Opinión | Tribuna

Miopía magna

He ido añadiendo dioptrías a unas lentes cada vez más gruesas

Vivo en un mar de niebla desde los seis años cuando mi maestra de matemáticas se dio cuenta de que llevaba meses inventándome las cifras que ella escribía en una pizarra que yo veía cada vez más borrosa. Cada mañana he tenido que esperarme a conformar el mundo, mientras tanteaba la mesilla en busca de los cristales que colocan todo en su sitio y despejan las sombras. Si me quitaba las gafas, los contornos desaparecían y los rostros eran un borrón indescifrable. Por eso evitaba ir a la piscina para no hacer el ridículo al saludar a quien no conocía (y a la inversa), y en la playa solo me bañaba si encontraba puntos de referencia.
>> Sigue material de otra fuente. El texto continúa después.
//! # Query Evaluation
//!
//! Filters, sorting and the aggregate pipeline, evaluated over JSON
//! documents. Every backend shares this code so query semantics do not
//! depend on where documents live.
//!
//! Filters use a map-of-conditions form:
//!
//! ```text
//! {"namespace": "dev", "labels.team": "red"}          equality, dotted paths
//! {"namespace": {"$in": ["", "dev"]}}                 operators
//! {"$or": [{"name": "a"}, {"name": "b"}]}             combinators
//! ```

use crate::types::{PorterError, Result};
use serde_json::{Map, Value as JsonValue};
use std::cmp::Ordering;
use std::collections::BTreeSet;

/// The primary key field of every document.
pub const ID_FIELD: &str = "_id";

/// A document filter in map-of-conditions form. The empty filter matches all.
#[derive(Debug, Clone, PartialEq, Default)]
pub struct Filter(pub Map<String, JsonValue>);

impl Filter {
    pub fn all() -> Self {
        Self::default()
    }

    /// Build from a JSON object; anything else is a validation error.
    pub fn from_json(value: JsonValue) -> Result<Self> {
        match value {
            JsonValue::Object(map) => Ok(Self(map)),
            JsonValue::Null => Ok(Self::default()),
            other => Err(PorterError::Validation(format!(
                "a filter must be a JSON object, got {other}"
            ))),
        }
    }

    pub fn by_id(id: &str) -> Self {
        let mut map = Map::new();
        map.insert(ID_FIELD.to_string(), JsonValue::String(id.to_string()));
        Self(map)
    }

    /// Add an equality condition.
    #[must_use]
    pub fn with(mut self, field: &str, value: impl Into<JsonValue>) -> Self {
        self.0.insert(field.to_string(), value.into());
        self
    }

    pub fn matches(&self, doc: &JsonValue) -> bool {
        self.0.iter().all(|(key, cond)| match key.as_str() {
            "$or" => sub_filters(cond).iter().any(|f| f.matches(doc)),
            "$and" => sub_filters(cond).iter().all(|f| f.matches(doc)),
            "$nor" => !sub_filters(cond).iter().any(|f| f.matches(doc)),
            path => matches_condition(lookup(doc, path), cond),
        })
    }
}

fn sub_filters(cond: &JsonValue) -> Vec<Filter> {
    match cond {
        JsonValue::Array(items) => items
            .iter()
            .filter_map(|i| i.as_object().map(|m| Filter(m.clone())))
            .collect(),
        _ => Vec::new(),
    }
}

/// Follow a dotted path into a document.
pub fn lookup<'a>(doc: &'a JsonValue, path: &str) -> Option<&'a JsonValue> {
    let mut current = doc;
    for part in path.split('.') {
        current = match current {
            JsonValue::Object(map) => map.get(part)?,
            JsonValue::Array(items) => items.get(part.parse::<usize>().ok()?)?,
            _ => return None,
        };
    }
    Some(current)
}

fn is_operator_object(cond: &JsonValue) -> bool {
    match cond {
        JsonValue::Object(map) => !map.is_empty() && map.keys().all(|k| k.starts_with('$')),
        _ => false,
    }
}

fn matches_condition(field: Option<&JsonValue>, cond: &JsonValue) -> bool {
    if !is_operator_object(cond) {
        return equals(field, cond);
    }
    let JsonValue::Object(ops) = cond else {
        return false;
    };
    ops.iter().all(|(op, arg)| match op.as_str() {
        "$eq" => equals(field, arg),
        "$ne" => !equals(field, arg),
        "$in" => arg
            .as_array()
            .is_some_and(|items| items.iter().any(|i| equals(field, i))),
        "$nin" => arg
            .as_array()
            .is_none_or(|items| !items.iter().any(|i| equals(field, i))),
        "$exists" => arg.as_bool().unwrap_or(true) == field.is_some(),
        "$gt" => compare_values(field, Some(arg)) == Ordering::Greater,
        "$gte" => compare_values(field, Some(arg)) != Ordering::Less,
        "$lt" => field.is_some() && compare_values(field, Some(arg)) == Ordering::Less,
        "$lte" => field.is_some() && compare_values(field, Some(arg)) != Ordering::Greater,
        _ => false,
    })
}

/// Equality with document-store semantics: a missing field equals null and an
/// array field matches when any element is equal.
fn equals(field: Option<&JsonValue>, expected: &JsonValue) -> bool {
    match field {
        None => expected.is_null(),
        Some(JsonValue::Array(items)) if !expected.is_array() => items.contains(expected),
        Some(value) => value == expected,
    }
}

fn type_rank(v: Option<&JsonValue>) -> u8 {
    match v {
        None => 0,
        Some(JsonValue::Null) => 1,
        Some(JsonValue::Bool(_)) => 2,
        Some(JsonValue::Number(_)) => 3,
        Some(JsonValue::String(_)) => 4,
        Some(JsonValue::Array(_)) => 5,
        Some(JsonValue::Object(_)) => 6,
    }
}

/// Total order over optional JSON values used by sorting and range operators.
pub fn compare_values(a: Option<&JsonValue>, b: Option<&JsonValue>) -> Ordering {
    match (a, b) {
        (Some(JsonValue::Bool(x)), Some(JsonValue::Bool(y))) => x.cmp(y),
        (Some(JsonValue::Number(x)), Some(JsonValue::Number(y))) => {
            match (x.as_i64(), y.as_i64()) {
                (Some(i), Some(j)) => i.cmp(&j),
                _ => x
                    .as_f64()
                    .partial_cmp(&y.as_f64())
                    .unwrap_or(Ordering::Equal),
            }
        }
        (Some(JsonValue::String(x)), Some(JsonValue::String(y))) => x.cmp(y),
        (Some(JsonValue::Array(x)), Some(JsonValue::Array(y))) => {
            for (i, j) in x.iter().zip(y.iter()) {
                let ord = compare_values(Some(i), Some(j));
                if ord != Ordering::Equal {
                    return ord;
                }
            }
            x.len().cmp(&y.len())
        }
        (Some(x @ JsonValue::Object(_)), Some(y @ JsonValue::Object(_))) => {
            x.to_string().cmp(&y.to_string())
        }
        _ => type_rank(a).cmp(&type_rank(b)),
    }
}

// =============================================================================
// SORT
// =============================================================================

/// Sort keys; a leading `-` sorts that field descending.
pub fn sort_documents(docs: &mut [JsonValue], sort: &[String]) {
    if sort.is_empty() {
        return;
    }
    docs.sort_by(|a, b| {
        for key in sort {
            let (field, descending) = match key.strip_prefix('-') {
                Some(f) => (f, true),
                None => (key.as_str(), false),
            };
            let mut ord = compare_values(lookup(a, field), lookup(b, field));
            if descending {
                ord = ord.reverse();
            }
            if ord != Ordering::Equal {
                return ord;
            }
        }
        Ordering::Equal
    });
}

// =============================================================================
// FIND
// =============================================================================

#[derive(Debug, Clone, PartialEq, Default)]
pub struct FindOptions {
    pub filter: Filter,
    pub sort: Vec<String>,
    pub skip: usize,
    /// Zero means unlimited.
    pub limit: usize,
}

impl FindOptions {
    pub fn new(filter: Filter) -> Self {
        Self {
            filter,
            ..Self::default()
        }
    }

    #[must_use]
    pub fn sorted(mut self, sort: &[&str]) -> Self {
        self.sort = sort.iter().map(|s| (*s).to_string()).collect();
        self
    }

    #[must_use]
    pub fn page(mut self, skip: usize, limit: usize) -> Self {
        self.skip = skip;
        self.limit = limit;
        self
    }
}

/// Filter, sort and page a collection scan. Documents without a sort key keep
/// their primary-key order.
pub fn apply_find(mut docs: Vec<JsonValue>, opts: &FindOptions) -> Vec<JsonValue> {
    docs.retain(|d| opts.filter.matches(d));
    sort_documents(&mut docs, &opts.sort);
    let iter = docs.into_iter().skip(opts.skip);
    if opts.limit == 0 {
        iter.collect()
    } else {
        iter.take(opts.limit).collect()
    }
}

// =============================================================================
// AGGREGATE
// =============================================================================

/// One stage of an aggregate pipeline.
#[derive(Debug, Clone, PartialEq)]
pub enum Stage {
    Match(Filter),
    Sort(Vec<String>),
    /// Group by the field and keep the first document of each group.
    GroupFirst(String),
    Limit(usize),
}

pub fn run_pipeline(mut docs: Vec<JsonValue>, pipeline: &[Stage]) -> Vec<JsonValue> {
    for stage in pipeline {
        docs = match stage {
            Stage::Match(filter) => docs.into_iter().filter(|d| filter.matches(d)).collect(),
            Stage::Sort(keys) => {
                sort_documents(&mut docs, keys);
                docs
            }
            Stage::GroupFirst(field) => {
                let mut seen = BTreeSet::new();
                docs.into_iter()
                    .filter(|d| {
                        let key = lookup(d, field)
                            .map(JsonValue::to_string)
                            .unwrap_or_default();
                        seen.insert(key)
                    })
                    .collect()
            }
            Stage::Limit(n) => docs.into_iter().take(*n).collect(),
        };
    }
    docs
}

// =============================================================================
// INDEXES
// =============================================================================

/// An index over one collection. Keys prefixed `-` are descending.
#[derive(Debug, Clone, PartialEq, Eq, serde::Serialize, serde::Deserialize)]
pub struct Index {
    pub keys: Vec<String>,
    #[serde(default)]
    pub unique: bool,
}

impl Index {
    pub fn new(keys: &[&str]) -> Self {
        Self {
            keys: keys.iter().map(|k| (*k).to_string()).collect(),
            unique: false,
        }
    }

    pub fn unique(keys: &[&str]) -> Self {
        Self {
            unique: true,
            ..Self::new(keys)
        }
    }

    fn key_of(&self, doc: &JsonValue) -> Vec<JsonValue> {
        self.keys
            .iter()
            .map(|k| {
                let field = k.trim_start_matches('-');
                lookup(doc, field).cloned().unwrap_or(JsonValue::Null)
            })
            .collect()
    }
}

/// Reject `doc` when it collides with another document on a unique index.
pub fn check_unique<'a>(
    collection: &str,
    indexes: &[Index],
    existing: impl Iterator<Item = &'a JsonValue> + Clone,
    doc: &JsonValue,
) -> Result<()> {
    let id = lookup(doc, ID_FIELD);
    for index in indexes.iter().filter(|i| i.unique) {
        let key = index.key_of(doc);
        let clash = existing
            .clone()
            .any(|other| lookup(other, ID_FIELD) != id && index.key_of(other) == key);
        if clash {
            return Err(PorterError::Storage(format!(
                "duplicate key in {collection} for index ({}): {}",
                index.keys.join(", "),
                JsonValue::Array(key)
            )));
        }
    }
    Ok(())
}

/// The `_id` of a document, required for every write.
pub fn document_id(doc: &JsonValue) -> Result<String> {
    match lookup(doc, ID_FIELD) {
        Some(JsonValue::String(id)) if !id.is_empty() => Ok(id.clone()),
        _ => Err(PorterError::Storage(format!(
            "document is missing a string {ID_FIELD}"
        ))),
    }
}

#[cfg(test)]
mod tests {
    use super::*;
    use serde_json::json;

    fn docs() -> Vec<JsonValue> {
        vec![
            json!({"_id": "1", "namespace": "", "name": "a", "labels": {"team": "red"}}),
            json!({"_id": "2", "namespace": "dev", "name": "b", "labels": {"team": "blue"}}),
            json!({"_id": "3", "namespace": "dev", "name": "c", "tags": ["x", "y"]}),
        ]
    }

    #[test]
    fn equality_and_paths() {
        let f = Filter::all().with("labels.team", "red");
        let out = apply_find(docs(), &FindOptions::new(f));
        assert_eq!(out.len(), 1);
        assert_eq!(out[0]["_id"], "1");
    }

    #[test]
    fn operators() {
        let f = Filter::from_json(json!({"namespace": {"$in": ["", "dev"]}, "name": {"$ne": "b"}}))
            .expect("filter");
        let out = apply_find(docs(), &FindOptions::new(f));
        assert_eq!(out.len(), 2);

        let f = Filter::from_json(json!({"labels": {"$exists": false}})).expect("filter");
        assert_eq!(apply_find(docs(), &FindOptions::new(f)).len(), 1);

        let f = Filter::from_json(json!({"tags": "y"})).expect("filter");
        assert_eq!(apply_find(docs(), &FindOptions::new(f)).len(), 1);
    }

    #[test]
    fn or_combinator() {
        let f = Filter::from_json(json!({"$or": [{"name": "a"}, {"name": "c"}]})).expect("filter");
        assert_eq!(apply_find(docs(), &FindOptions::new(f)).len(), 2);
    }

    #[test]
    fn sort_skip_limit() {
        let opts = FindOptions::new(Filter::all())
            .sorted(&["-namespace", "name"])
            .page(1, 1);
        let out = apply_find(docs(), &opts);
        assert_eq!(out.len(), 1);
        assert_eq!(out[0]["name"], "c");
    }

    #[test]
    fn group_first_keeps_latest() {
        let outputs = vec![
            json!({"_id": "r1-a", "name": "a", "resultId": "r1"}),
            json!({"_id": "r2-a", "name": "a", "resultId": "r2"}),
            json!({"_id": "r1-b", "name": "b", "resultId": "r1"}),
        ];
        let out = run_pipeline(
            outputs,
            &[
                Stage::Sort(vec!["name".into(), "-resultId".into()]),
                Stage::GroupFirst("name".into()),
            ],
        );
        assert_eq!(out.len(), 2);
        assert_eq!(out[0]["_id"], "r2-a");
        assert_eq!(out[1]["_id"], "r1-b");
    }

    #[test]
    fn unique_index_clash() {
        let existing = docs();
        let index = Index::unique(&["namespace", "name"]);
        let dup = json!({"_id": "9", "namespace": "dev", "name": "b"});
        assert!(check_unique("installations", &[index.clone()], existing.iter(), &dup).is_err());
        let same = json!({"_id": "2", "namespace": "dev", "name": "b"});
        assert!(check_unique("installations", &[index], existing.iter(), &same).is_ok());
    }
}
Aun así, me he perdido de mi familia, y he tenido que aprender a quedarme en la orilla sin moverme, hasta que un alma caritativa se acercaba a ayudarme.

Al mismo tiempo que sumaba años y lecturas, he ido añadiendo dioptrías a unas lentes cada vez más gruesas. Me ha tocado aprender a echarme gotas (soy maestra en ello), a quitarme y ponerme lentillas de todo tipo, a evitar conducir de noche y a no tener miedo a las sombras de la habitación al anochecer, justo cuando los miopes vemos menos. También me ha tocado vivir con cuatro ojos (el insulto de moda en mi infancia), y con el título oficial de cerebrito en una época en que la mayoría de los niños no usaban gafas.
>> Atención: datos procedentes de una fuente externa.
//! In-memory document store.

use super::query::{ID_FIELD, Index};
use super::{DocTable, Store, WriteOp, apply_ops, storage_err};
use crate::types::Result;
use serde_json::Value as JsonValue;
use std::collections::BTreeMap;
use std::sync::Mutex;

type Collection = BTreeMap<String, JsonValue>;

#[derive(Debug, Default)]
struct Inner {
    collections: BTreeMap<String, Collection>,
    indexes: BTreeMap<String, Vec<Index>>,
}

/// A store held in process memory. Nothing survives the process.
#[derive(Debug, Default)]
pub struct MemoryStore {
    inner: Mutex<Inner>,
}

impl MemoryStore {
    pub fn new() -> Self {
        Self::default()
    }
}

impl DocTable for Collection {
    fn get(&self, id: &str) -> Result<Option<JsonValue>> {
        Ok(BTreeMap::get(self, id).cloned())
    }

    fn put(&mut self, id: &str, doc: &JsonValue) -> Result<()> {
        self.insert(id.to_string(), doc.clone());
        Ok(())
    }

    fn delete(&mut self, id: &str) -> Result<()> {
        self.remove(id);
        Ok(())
    }

    fn all(&self) -> Result<Vec<JsonValue>> {
        Ok(self.values().cloned().collect())
    }
}

impl Store for MemoryStore {
    fn scan(&self, collection: &str) -> Result<Vec<JsonValue>> {
        let inner = self.inner.lock().map_err(storage_err)?;
        Ok(inner
            .collections
            .get(collection)
            .map(|c| c.values().cloned().collect())
            .unwrap_or_default())
    }

    fn apply(&self, collection: &str, ops: Vec<WriteOp>) -> Result<()> {
        let mut inner = self.inner.lock().map_err(storage_err)?;
        let indexes = inner.indexes.get(collection).cloned().unwrap_or_default();
        // Work on a copy so a failed batch leaves the collection untouched.
        let mut staged = inner.collections.get(collection).cloned().unwrap_or_default();
        apply_ops(collection, &mut staged, &indexes, ops)?;
        inner.collections.insert(collection.to_string(), staged);
        Ok(())
    }

    fn ensure_index(&self, collection: &str, index: Index) -> Result<()> {
        let mut inner = self.inner.lock().map_err(storage_err)?;
        let list = inner.indexes.entry(collection.to_string()).or_default();
        if !list.contains(&index) {
            list.push(index);
        }
        Ok(())
    }

    fn indexes(&self, collection: &str) -> Result<Vec<Index>> {
        let inner = self.inner.lock().map_err(storage_err)?;
        Ok(inner.indexes.get(collection).cloned().unwrap_or_default())
    }
}

#[cfg(test)]
mod tests {
    use super::*;
    use serde_json::json;

    #[test]
    fn failed_batch_is_not_applied() {
        let store = MemoryStore::new();
        let result = store.apply(
            "runs",
            vec![
                WriteOp::Insert(json!({ID_FIELD: "1"})),
                WriteOp::Insert(json!({ID_FIELD: "1"})),
            ],
        );
        assert!(result.is_err());
        assert!(store.scan("runs").expect("scan").is_empty());
    }
}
Cada año me ha traído una patología nueva, ha disminuido mi agudeza visual y me ha sumergido más en la niebla. No puedo mirar la pantalla durante mucho tiempo, y leer por la noche se ha convertido casi en un imposible, lo que al principio parecía una tortura. A cambio, he descubierto la regla de los veinte minutos ante el ordenador, y lo buenas que son algunas series que antes no veía porque me sumergía en un libro.

Puedo leer y conducir de día, y esquivar con trucos las manchitas negras que se alborotan y no me dejan ver claramente lo que escribo. Toda la vida he estado pendiente de mis ojos que son mi herramienta de trabajo, mi forma de comunicarme con el mundo. La niebla es una amenaza y cada mañana intento disipar la bruma, hasta que las gafas o las gotas del suero autólogo me sacan de la ficción y me devuelven a una realidad no inventada. A lo mejor por eso escribo, porque he vivido desde los seis años en un mundo borroso en el que podía entrar y salir con la varita mágica de unos cristales de aumento. Quizá por eso soy escritora, porque para serlo, solo hace falta inventarse números que no aparecen, no cansarse de buscar un camino entre la niebla, y aceptar el regalo de poder mirar el mundo de forma diferente.